00:18Hier, une professeure d'art plastique a été poignardée, donc à plusieurs reprises par l'un de ses élèves au collège en plein cours à Sanary-sur-Mer.
00:25La victime a été transportée à l'hôpital militaire avec un pronostic vital engagé, il l'est toujours.
00:30Et l'assaillant de 14 ans a été interpellé dans la cour de récréation, il a été placé en garde à vue pour tentative d'assassinat.
00:36Selon les premiers témoignages, rien ne laissait présager un tel acte, comme d'habitude.
00:39Certains élèves ont toutefois rapporté que l'élève aurait déclaré dans la matinée qu'il allait faire quelque chose de mal.
00:44Mais à 14 ans, on pense davantage à une bêtise anodine qu'a planté sa prof d'art plastique.
00:48On en saura sans doute plus dans la journée sur le profil de ce garçon dont on connaît seulement la situation familiale compliquée avec des parents apparemment violents.
00:55Tout cela rappelle forcément l'assassinat d'Agnès Lassalle, professeur d'espagnol poignardé en plein cours en février 2023 à Saint-Jean-de-Luz.
01:02Et comment ne pas penser à Samuel Paty, dont le procès en appel se tient en ce moment à Paris.

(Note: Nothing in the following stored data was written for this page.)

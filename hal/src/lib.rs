//! Vigil Host Abstraction Layer
//!
//! Provides unified access to everything outside the telemetry core
//! for the Vigil wildlife monitor.
//!
//! # Modules
//!
//! - [`audio`] - Tone synthesis and ALSA playback for audible alerts
//! - [`storage`] - Persistent key/list storage for the audit log
//! - [`geolocation`] - Best-effort host coordinate lookup
//! - [`rtdb`] - Realtime database REST client (one-shot reads and event streams)
//!
//! # Example
//!
//! ```rust,no_run
//! use vigil_hal::{RtdbClient, RtdbConfig, SnapshotSource, SourceEvent};
//!
//! #[tokio::main]
//! async fn main() {
//!     let client = RtdbClient::new(RtdbConfig::default()).unwrap();
//!     let mut events = client.subscribe().await.unwrap();
//!
//!     while let Some(event) = events.recv().await {
//!         if let SourceEvent::Snapshot(Some(value)) = event {
//!             println!("{}", value);
//!         }
//!     }
//! }
//! ```

use serde::{Deserialize, Serialize};

pub mod audio;
pub mod geolocation;
pub mod rtdb;
pub mod storage;

// Re-exports for convenience
pub use audio::{AudioFormat, AudioPlayback, NullSink, Tone, ToneSink};
pub use geolocation::{FixedLocator, Geolocator};
pub use rtdb::{RtdbClient, RtdbConfig, SnapshotSource, SourceEvent};
pub use storage::{JsonFileStore, ListStore, MemoryStore};

/// Geographic coordinate in decimal degrees
#[derive(Debug, Clone, Copy, PartialEq, Serialize, Deserialize)]
pub struct Coordinate {
    pub lat: f64,
    pub lng: f64,
}

impl Coordinate {
    pub const fn new(lat: f64, lng: f64) -> Self {
        Self { lat, lng }
    }
}

impl std::fmt::Display for Coordinate {
    fn fmt(&self, f: &mut std::fmt::Formatter<'_>) -> std::fmt::Result {
        write!(f, "{:.4}, {:.4}", self.lat, self.lng)
    }
}

/// HAL Error types
#[derive(Debug, thiserror::Error)]
pub enum HalError {
    #[error("Device not found: {0}")]
    DeviceNotFound(String),

    #[error("I/O error: {0}")]
    IoError(#[from] std::io::Error),

    #[error("Serialization error: {0}")]
    Serialization(#[from] serde_json::Error),

    #[error("HTTP error: {0}")]
    Http(#[from] reqwest::Error),

    #[error("Invalid configuration: {0}")]
    InvalidConfig(String),

    #[error("Source unavailable: {0}")]
    SourceUnavailable(String),

    #[error("Stream cancelled by server: {0}")]
    StreamCancelled(String),

    #[error("Timeout")]
    Timeout,
}

pub type Result<T> = std::result::Result<T, HalError>;
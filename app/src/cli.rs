//! Vigil CLI Tool
//!
//! Command-line interface for the audit log, replays and configuration.

use anyhow::{bail, Result};
use clap::{Parser, Subcommand, ValueEnum};
use std::path::{Path, PathBuf};
use vigil_hal::{Geolocator, JsonFileStore, MemoryStore, NullSink};
use vigil_telemetry::audit::{export_file_name, VIEW_LEN};
use vigil_telemetry::presentation::{card_lines, MarkerStyle};
use vigil_telemetry::{
    ActivityEvent, AuditLogger, ConnectionStatus, DeviceRecord, Monitor, Presenter, Statistics,
};

mod config;
mod replay;

use config::AppConfig;

#[derive(Parser)]
#[command(name = "vigil-cli")]
#[command(author = "Vigil Team")]
#[command(version = "0.1.0")]
#[command(about = "Vigil Wildlife Monitor CLI", long_about = None)]
struct Cli {
    #[command(subcommand)]
    command: Commands,

    /// Configuration file
    #[arg(short, long, global = true)]
    config: Option<PathBuf>,

    /// Data directory (overrides the configuration)
    #[arg(short, long, global = true)]
    data_dir: Option<PathBuf>,
}

#[derive(Subcommand)]
enum Commands {
    /// Show the most recent audit log entries
    Logs {
        /// Number of entries to show
        #[arg(short = 'n', long, default_value_t = VIEW_LEN)]
        limit: usize,
    },

    /// Export the audit log
    Export {
        #[arg(short, long, value_enum, default_value_t = ExportFormat::Json)]
        format: ExportFormat,

        /// Output file path (default: timestamped file in the current directory)
        #[arg(short, long)]
        output: Option<PathBuf>,
    },

    /// Delete all audit log entries
    Clear {
        /// Confirm deletion
        #[arg(long)]
        yes: bool,
    },

    /// Run recorded snapshots through the pipeline and print the result
    Replay {
        /// JSON array, JSON lines, or a log export
        file: PathBuf,
    },

    /// Generate sample configuration
    Config {
        /// Output path
        #[arg(short, long)]
        output: Option<PathBuf>,
    },

    /// System information
    Info,
}

#[derive(Clone, Copy, ValueEnum)]
enum ExportFormat {
    Json,
    Csv,
}

impl ExportFormat {
    fn extension(self) -> &'static str {
        match self {
            ExportFormat::Json => "json",
            ExportFormat::Csv => "csv",
        }
    }
}

fn main() -> Result<()> {
    let cli = Cli::parse();

    if let Commands::Config { output } = &cli.command {
        return generate_config(output.as_deref());
    }

    let config = AppConfig::load(cli.config.as_deref())?;
    let data_dir = cli
        .data_dir
        .clone()
        .unwrap_or_else(|| PathBuf::from(&config.data_directory));

    match cli.command {
        Commands::Logs { limit } => {
            show_logs(&open_logs(&data_dir, &config)?, limit);
        }

        Commands::Export { format, output } => {
            export_logs(&open_logs(&data_dir, &config)?, format, output)?;
        }

        Commands::Clear { yes } => {
            clear_logs(open_logs(&data_dir, &config)?, yes)?;
        }

        Commands::Replay { file } => {
            replay_file(&config, &file)?;
        }

        Commands::Config { .. } => {}

        Commands::Info => {
            show_info(&config, &data_dir);
        }
    }

    Ok(())
}

fn open_logs(data_dir: &Path, config: &AppConfig) -> Result<AuditLogger> {
    let store = JsonFileStore::new(data_dir)?;
    Ok(AuditLogger::open(Box::new(store), &config.monitor_config().storage_key))
}

fn show_logs(logger: &AuditLogger, limit: usize) {
    println!("{}", "=".repeat(80));
    println!("VIGIL DATA LOGS - Total Entries: {}", logger.len());
    println!("{}", "=".repeat(80));

    for (index, log) in logger.recent(limit).enumerate() {
        let location = |v: &Option<vigil_telemetry::Scalar>| {
            v.as_ref().map(|s| s.to_string()).unwrap_or_else(|| "null".to_string())
        };

        println!("\nLog #{}:", index + 1);
        println!("  Timestamp: {}", log.timestamp.to_rfc3339());
        println!("  Animal: {}", log.data.animal);
        println!("  Human: {}", log.data.human);
        println!("  Role: {}", log.data.role);
        println!("  Human Count: {}", log.data.human_count);
        println!("  BLE Present: {}", log.data.ble_present);
        println!("  Location: {}, {}", location(&log.data.lat), location(&log.data.lng));
    }

    if logger.len() > limit {
        println!("\n... and {} more entries", logger.len() - limit);
    }
    println!("{}", "=".repeat(80));
}

fn export_logs(logger: &AuditLogger, format: ExportFormat, output: Option<PathBuf>) -> Result<()> {
    if logger.is_empty() {
        bail!("No logs to export");
    }

    let now = chrono::Utc::now();
    let content = match format {
        ExportFormat::Json => logger.export_json(now)?,
        ExportFormat::Csv => logger.export_csv()?,
    };

    let path = output.unwrap_or_else(|| PathBuf::from(export_file_name(now, format.extension())));
    std::fs::write(&path, content)?;
    println!("Exported {} log entries to: {:?}", logger.len(), path);
    Ok(())
}

fn clear_logs(mut logger: AuditLogger, yes: bool) -> Result<()> {
    if !yes {
        println!(
            "This deletes all {} log entries and cannot be undone. Re-run with --yes to confirm.",
            logger.len()
        );
        return Ok(());
    }

    logger.clear()?;
    println!("All logs have been cleared");
    Ok(())
}

/// Presenter printing to stdout
struct PrintPresenter;

impl Presenter for PrintPresenter {
    fn on_device_updated(&self, record: &DeviceRecord, _stats: &Statistics) {
        let style = MarkerStyle::for_record(record);
        println!("{} [{}]", style.icon, style.color);
        for line in card_lines(record) {
            println!("    {}", line);
        }
    }

    fn on_activity(&self, event: &ActivityEvent) {
        println!(
            "{} {} {}: {}",
            event.occurred_at.format("%H:%M:%S"),
            event.icon(),
            event.device_id,
            event.message
        );
    }

    fn on_connection(&self, status: &ConnectionStatus) {
        println!("[{}] {}", status.state.as_str(), status.message);
    }
}

fn replay_file(config: &AppConfig, file: &Path) -> Result<()> {
    let documents = replay::load(file)?;

    let mut monitor = Monitor::new(
        config.monitor_config(),
        Box::new(MemoryStore::new()),
        Box::new(NullSink),
        Box::new(PrintPresenter),
    );
    if let Some(coordinate) = config.locator().current_coordinate() {
        monitor.set_host_location(coordinate);
    }

    let total = documents.len();
    let processed = monitor.replay(documents);
    let stats = monitor.statistics();

    println!("\n{}", "─".repeat(60));
    println!("Snapshots: {} processed, {} skipped", processed, total - processed);
    println!("Active devices: {}", stats.active_devices);
    println!("Animals detected: {}", stats.animals_detected);
    println!("Poacher alerts: {}", stats.poachers_detected);
    println!("Rangers detected: {}", stats.rangers_detected);
    Ok(())
}

fn generate_config(output: Option<&Path>) -> Result<()> {
    let example = AppConfig::example();

    if let Some(path) = output {
        std::fs::write(path, example)?;
        println!("Configuration written to: {:?}", path);
    } else {
        println!("{}", example);
    }

    Ok(())
}

fn show_info(config: &AppConfig, data_dir: &Path) {
    use sysinfo::System;

    let mut sys = System::new_all();
    sys.refresh_all();

    println!("╭──────────────────────────────────────────────────────────────╮");
    println!("│               Vigil System Information                       │");
    println!("╰──────────────────────────────────────────────────────────────╯\n");

    println!("System:");
    println!("  Hostname: {}", System::host_name().unwrap_or_default());
    println!("  OS: {} {}",
        System::name().unwrap_or_default(),
        System::os_version().unwrap_or_default());
    println!("  Kernel: {}", System::kernel_version().unwrap_or_default());
    println!("  Memory: {} MB total, {} MB used",
        sys.total_memory() / 1024 / 1024,
        sys.used_memory() / 1024 / 1024);

    println!("\nVigil:");
    println!("  Version: 0.1.0");
    println!("  Database: {}/{}", config.rtdb_config().database_url, config.data_path);
    println!("  Device: {}", config.device_id);
    println!("  Poll Interval: {:?}", config.poll_interval());
    println!("  Data Directory: {}", data_dir.display());

    let key = config.monitor_config().storage_key;
    let log_file = data_dir.join(format!("{}.json", key));
    println!("\nAvailability:");
    println!("  Audit Log: {}", if log_file.exists() { "✓" } else { "✗" });
    println!("  aplay: {}", if Path::new("/usr/bin/aplay").exists() { "✓" } else { "✗" });
}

01:07Il faut arrêter de dire que la République est attaquée dans sa chair.
01:09Ce sont les professeurs, les policiers, ce sont des hommes et des femmes.
01:12Des Français qui sont plantés, égorgés et décapités comme des chiens, on peut le dire.
01:17Leur sang n'est pas celui de la République, mais celui de ceux que la République précisément ne protège plus.
01:23La tragédie de Saint-Jean-de-Luz avec la mort d'Agnès Lassalle, le gamin, je vais m'exprimer comme ça, on ne pouvait pas trop prévoir.
01:32Non plus.
01:33Là, je pense qu'on avait des signaux d'alarme qui auraient peut-être permis.
01:36Pour l'instant, il y a peu d'éléments qui permettent vraiment de savoir, dire je vais faire quelque chose de mal.
01:41Il y en a plus qu'à Saint-Jean-de-Luz. Cet enfant avait besoin d'être suivi plus intensément.
01:44Il arrivait d'un contexte difficile.
01:47Vous imaginez si tous les gosses qui sont dans les contextes familiaux difficiles plantent leur prof.
01:52Espérons qu'à partir de notre temps, avec ces différents éléments,
01:54espérons qu'il y aura autant que faire se peut, je sais bien que ce n'est pas...
01:58Si seulement.
01:58Voilà, qu'il y aura une vigilance et une surveillance plus poussée que ce qu'il en est.